Face à l'urgence climatique, Kohei Saito adapte sa plume à la situation. Loin de s'encombrer d'un jargon universitaire ou de phrases alambiquées, l'auteur se veut direct, incisif et ne ménage pas son lecteur. Les premiers chapitres dessinent donc une réalité critique et font état d'une impasse, celle d'un monde qui tente en vain de concilier une croissance infinie avec la décarbonisation de sa production.
Mais Saito n'abandonne pas ses lecteurs au désespoir et une issue s'impose à ses yeux, celle du communisme décroissant qu'il veut garant des libertés individuelles et de l'autonomie des travailleurs dans la production. Pour sauver notre environnement, il entend en effet remettre l'Humanité au centre de l'économie en modifiant la nature du travail, en démocratisant les moyens de productions et en abolissant le capitalisme.
Sa conception politique se veut totalisante : préserver le métabolisme planétaire bien sûr mais pas à n'importe quel prix ! Saito alerte ainsi sur les dérives possibles des idéologies écologiques, fascisme ou maoïsme climatiques, qui sont des scénarii peu souhaitables en réponse à la crise du climat. Ses idées se trouvent donc aux antipodes de celle du soviétisme ou des doctrines survivalistes apocalyptiques, Saito souhaite démocratie, décroissance et abondance communiste.

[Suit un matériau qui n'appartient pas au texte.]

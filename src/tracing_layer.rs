//! MCP request tracing middleware.
//!
//! [`McpTracingLayer`] wraps the dispatcher and logs structured information
//! about every MCP call using the [`tracing`] crate.
//!
//! # Logged Information
//!
//! For each request, the layer records:
//! - Request method (e.g., `tools/call`)
//! - Request ID
//! - Addressed server
//! - Tool name for tool calls
//! - Request duration
//! - Response status (success or error code)
//!
//! # Log Levels
//!
//! - configured level (default `INFO`): request completion
//! - `WARN`: error responses

use std::convert::Infallible;
use std::future::Future;
use std::pin::Pin;
use std::task::{Context, Poll};
use std::time::Instant;

use tower::Layer;
use tower_service::Service;
use tracing::{Instrument, Level, Span};

use crate::dispatcher::{DispatchRequest, DispatchResponse};
use crate::protocol::McpRequest;

/// Tower layer that adds structured tracing to dispatched MCP requests.
#[derive(Debug, Clone, Copy)]
pub struct McpTracingLayer {
    level: Level,
}

impl Default for McpTracingLayer {
    fn default() -> Self {
        Self::new()
    }
}

impl McpTracingLayer {
    /// Create a new tracing layer with default settings (INFO level).
    pub fn new() -> Self {
        Self { level: Level::INFO }
    }

    /// Set the log level for request/response logging.
    pub fn level(mut self, level: Level) -> Self {
        self.level = level;
        self
    }
}

impl<S> Layer<S> for McpTracingLayer {
    type Service = McpTracingService<S>;

    fn layer(&self, inner: S) -> Self::Service {
        McpTracingService {
            inner,
            level: self.level,
        }
    }
}

/// Tower service that adds tracing to MCP requests.
///
/// Created by [`McpTracingLayer`].
#[derive(Debug, Clone)]
pub struct McpTracingService<S> {
    inner: S,
    level: Level,
}

impl<S> Service<DispatchRequest> for McpTracingService<S>
where
    S: Service<DispatchRequest, Response = DispatchResponse, Error = Infallible>
        + Clone
        + Send
        + 'static,
    S::Future: Send,
{
    type Response = DispatchResponse;
    type Error = Infallible;
    type Future = Pin<Box<dyn Future<Output = Result<DispatchResponse, Infallible>> + Send>>;

    fn poll_ready(&mut self, cx: &mut Context<'_>) -> Poll<Result<(), Self::Error>> {
        self.inner.poll_ready(cx)
    }

    fn call(&mut self, req: DispatchRequest) -> Self::Future {
        let method = req.inner.method_name().to_string();
        let request_id = match &req.id {
            Some(id) => format!("{:?}", id),
            None => "null".to_string(),
        };
        let span = create_span(
            self.level,
            &method,
            &request_id,
            &req.context.server_slug,
            tool_name(&req.inner),
        );

        let start = Instant::now();
        let fut = self.inner.call(req);
        let level = self.level;

        Box::pin(
            async move {
                let result = fut.await;
                let duration_ms = start.elapsed().as_secs_f64() * 1000.0;

                if let Ok(response) = &result {
                    match &response.inner {
                        Ok(_) => log_success(level, &method, duration_ms),
                        Err(err) => {
                            tracing::warn!(
                                method = %method,
                                error_code = err.code,
                                error_message = %err.message,
                                duration_ms = duration_ms,
                                "MCP request failed"
                            );
                        }
                    }
                }

                result
            }
            .instrument(span),
        )
    }
}

fn tool_name(req: &McpRequest) -> Option<&str> {
    match req {
        McpRequest::CallTool(params) => Some(params.name.as_str()),
        _ => None,
    }
}

/// Create a tracing span with the appropriate level.
fn create_span(
    level: Level,
    method: &str,
    request_id: &str,
    server: &str,
    tool: Option<&str>,
) -> Span {
    match level {
        Level::TRACE => tracing::trace_span!(
            "mcp_request",
            method = %method,
            request_id = %request_id,
            server = %server,
            tool = tool,
        ),
        Level::DEBUG => tracing::debug_span!(
            "mcp_request",
            method = %method,
            request_id = %request_id,
            server = %server,
            tool = tool,
        ),
        Level::INFO => tracing::info_span!(
            "mcp_request",
            method = %method,
            request_id = %request_id,
            server = %server,
            tool = tool,
        ),
        Level::WARN => tracing::warn_span!(
            "mcp_request",
            method = %method,
            request_id = %request_id,
            server = %server,
            tool = tool,
        ),
        Level::ERROR => tracing::error_span!(
            "mcp_request",
            method = %method,
            request_id = %request_id,
            server = %server,
            tool = tool,
        ),
    }
}

/// Log successful request completion at the configured level.
fn log_success(level: Level, method: &str, duration_ms: f64) {
    match level {
        Level::TRACE => {
            tracing::trace!(method = %method, duration_ms = duration_ms, "MCP request completed")
        }
        Level::DEBUG => {
            tracing::debug!(method = %method, duration_ms = duration_ms, "MCP request completed")
        }
        Level::INFO => {
            tracing::info!(method = %method, duration_ms = duration_ms, "MCP request completed")
        }
        Level::WARN => {
            tracing::warn!(method = %method, duration_ms = duration_ms, "MCP request completed")
        }
        Level::ERROR => {
            tracing::error!(method = %method, duration_ms = duration_ms, "MCP request completed")
        }
    }
}

#[cfg(test)]
mod tests {
    use super::*;
    use crate::dispatcher::CallContext;
    use crate::error::JsonRpcError;
    use crate::protocol::{CallToolParams, RequestId};
    use serde_json::Value;
    use tower::ServiceExt;

    #[derive(Clone)]
    struct AlwaysFails;

    impl Service<DispatchRequest> for AlwaysFails {
        type Response = DispatchResponse;
        type Error = Infallible;
        type Future = std::future::Ready<Result<DispatchResponse, Infallible>>;

        fn poll_ready(&mut self, _cx: &mut Context<'_>) -> Poll<Result<(), Infallible>> {
            Poll::Ready(Ok(()))
        }

        fn call(&mut self, req: DispatchRequest) -> Self::Future {
            std::future::ready(Ok(DispatchResponse {
                id: req.id,
                inner: Err(JsonRpcError::tool_not_found("missing")),
                session_id: None,
            }))
        }
    }

    #[test]
    fn test_layer_creation() {
        let layer = McpTracingLayer::new();
        assert_eq!(layer.level, Level::INFO);

        let layer = McpTracingLayer::new().level(Level::DEBUG);
        assert_eq!(layer.level, Level::DEBUG);
    }

    #[test]
    fn test_tool_name() {
        let req = McpRequest::CallTool(CallToolParams {
            name: "getOrder".to_string(),
            arguments: Value::Null,
        });
        assert_eq!(tool_name(&req), Some("getOrder"));
        assert_eq!(tool_name(&McpRequest::Ping), None);
    }

    #[tokio::test]
    async fn test_passes_response_through() {
        let svc = McpTracingLayer::new().layer(AlwaysFails);
        let resp = svc
            .oneshot(DispatchRequest {
                id: Some(RequestId::Number(9)),
                context: CallContext::new("sales"),
                inner: McpRequest::Ping,
            })
            .await
            .unwrap();
        assert_eq!(resp.id, Some(RequestId::Number(9)));
        assert_eq!(resp.inner.unwrap_err().code, -32001);
    }
}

Au fil de la lecture, on comprend que les termes très prisés par nos jeunes générations -
Comportements Eco Responsable, Bien-être au travail ou même Sens Métaphysique de la Vie trouvent déjà leurs sources dans les réflexions de Karl Marx. On est soulagé de trouver tout un lexique qui nomme le malaise d'une société absurde où la quête de la croissance nous est imposée comme le seul horizon possible et dans laquelle pourtant la valeur d'usage des productions humaines est dévaluée et méprisée. Si Kohei Saito n'est assurément pas le premier penseur à parler de décroissance on peut saluer le courage de son livre : à l'heure du néolibéralisme, de l'injonction à la productivité, de l'abandon du service publique et des « élections Trumpistes », il faut un certain toupet pour réinjecter dans le débat des termes devenus quasi inaudibles : communisme, réductions des heures de travail, diminutions de la division du travail, annihilation de la valeur marchande. Remarquable et jouissif passage que celui où Saito s'autorise à écrire que le marketing, la publicité et le packaging devraient être tout simplement interdits puisque polluants et inutiles.
Ce 22 novembre 2024 la COP 29 à Bakou présentera ses conclusions et décisions concernant l'enjeu climatique. Les débats semblent se cristalliser autour de la question des fonds nécessaires au développement du Sud mais pour savoir qui et combien paiera afin que ces pays, dans un cadre capitaliste, connaissent un « développement » en émettant le moins possible de gaz à effet de serre. Le Nord semble disposé à dépenser des milliards de dollars comme pansement pour conserver la croissance et réparer les dégâts matériels ou humains du réchauffement global mais pas à questionner nos modes de productions pourtant à l’origine du dérèglement climatique. La croissance, encore et toujours, quelles que soient les contraintes, comme une course folle...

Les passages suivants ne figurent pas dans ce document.